J.R: For one year now, we have been focused only on immigration law in Spain because it was the main issue and also it’s one of the main areas for serving here in Spain. What we are trying to accomplish is to become the reference point for immigration matters. Everybody loves the job we do because we do it with care and with respect. I try to give that service to my clients. How they feel after a meeting with us, the hope that they get, it’s a very beautiful sight of the work.

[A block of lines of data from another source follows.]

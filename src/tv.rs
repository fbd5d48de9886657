//! The television: a black housing box with a named screen plane on its +Y face.

use glam::Vec3;
use log::info;

use crate::anchor::Anchor;
use crate::error::SceneError;
use crate::scene::{EntityId, Material, MeshShape, NodeDesc, Pose, SceneGraph};

pub const HOUSING_NAME: &str = "tvHousing";
pub const SCREEN_NAME: &str = "tvScreen";

/// Housing size: width, thickness, depth.
pub const TV_SIZE: Vec3 = Vec3::new(1.23 / 2.0, 0.046 / 2.0, 0.7 / 2.0);

/// Outward offset of the screen above the housing face (z-fighting).
pub const SCREEN_EPSILON: f32 = 0.001;

pub fn housing_material() -> Material {
    Material::Simple {
        color: [0.0, 0.0, 0.0],
        roughness: 0.4,
        metallic: false,
    }
}

/// The inert "off" look of the screen.
pub fn screen_off_material() -> Material {
    Material::Simple {
        color: [0.0, 0.0, 0.0],
        roughness: 0.2,
        metallic: false,
    }
}

pub fn screen_offset() -> Vec3 {
    Vec3::new(0.0, TV_SIZE.y / 2.0 + SCREEN_EPSILON, 0.0)
}

#[derive(Debug, Clone, Copy, PartialEq, Eq)]
pub struct TvObject {
    pub housing: EntityId,
    pub screen: EntityId,
}

impl TvObject {
    /// Build the TV under `anchor`. A second call for the same anchor returns
    /// the TV that is already there.
    pub fn spawn(scene: &mut SceneGraph, anchor: &Anchor) -> Result<TvObject, SceneError> {
        if let Some(existing) = Self::find(scene, anchor) {
            return Ok(existing);
        }

        let housing = anchor.attach(
            scene,
            NodeDesc::named(HOUSING_NAME).with_mesh(MeshShape::Box { size: TV_SIZE }, housing_material()),
        )?;
        let screen = scene.spawn_child(
            housing,
            NodeDesc::named(SCREEN_NAME)
                .with_pose(Pose::from_translation(screen_offset()))
                .with_mesh(
                    MeshShape::Plane {
                        width: TV_SIZE.x,
                        depth: TV_SIZE.z,
                    },
                    screen_off_material(),
                ),
        )?;
        scene.generate_collision_shapes(housing, true)?;

        info!("spawned tv housing={housing} screen={screen} under {}", anchor.entity);
        Ok(TvObject { housing, screen })
    }

    pub fn find(scene: &SceneGraph, anchor: &Anchor) -> Option<TvObject> {
        let housing = scene
            .get(anchor.entity)?
            .children()
            .iter()
            .copied()
            .find(|child| scene.name(*child) == Some(HOUSING_NAME))?;
        let screen = scene.find_in_subtree(housing, SCREEN_NAME)?;
        Some(TvObject { housing, screen })
    }
}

D.T: How challenging is it?
J.R: It’s challenging because when I first started, remember I am a Lawyer with expertise in oil and gas, corporate law and financing. Each case is different, the conditions and clients. If a potential client comes through the door and we don’t see a possibility of their case been overturned, we are very honest with them. We also figured we need to work on other kinds of cases and have also been offered to work with several companies here in Spain. So inevitably, we are going through business law, labour law, civic law, criminal law. Our goal is to become the immigration reference and our goal is to provide them with everything that is immigration.
D.T: What is your success rate of turning illegal migrants into legal migrants?
J.R: It’s about 90%. Before taking any case, we analyse it and think of the possibilities because we don’t want to waste people’s time, money and also don’t want to play with our reputation. We solve the problem and not create another one for our clients.
Jennifer’s message to girls and women, world over in celebration of this year’s International Women Month is, “our reality is first created in our minds; determination and optimism will bring it to life.”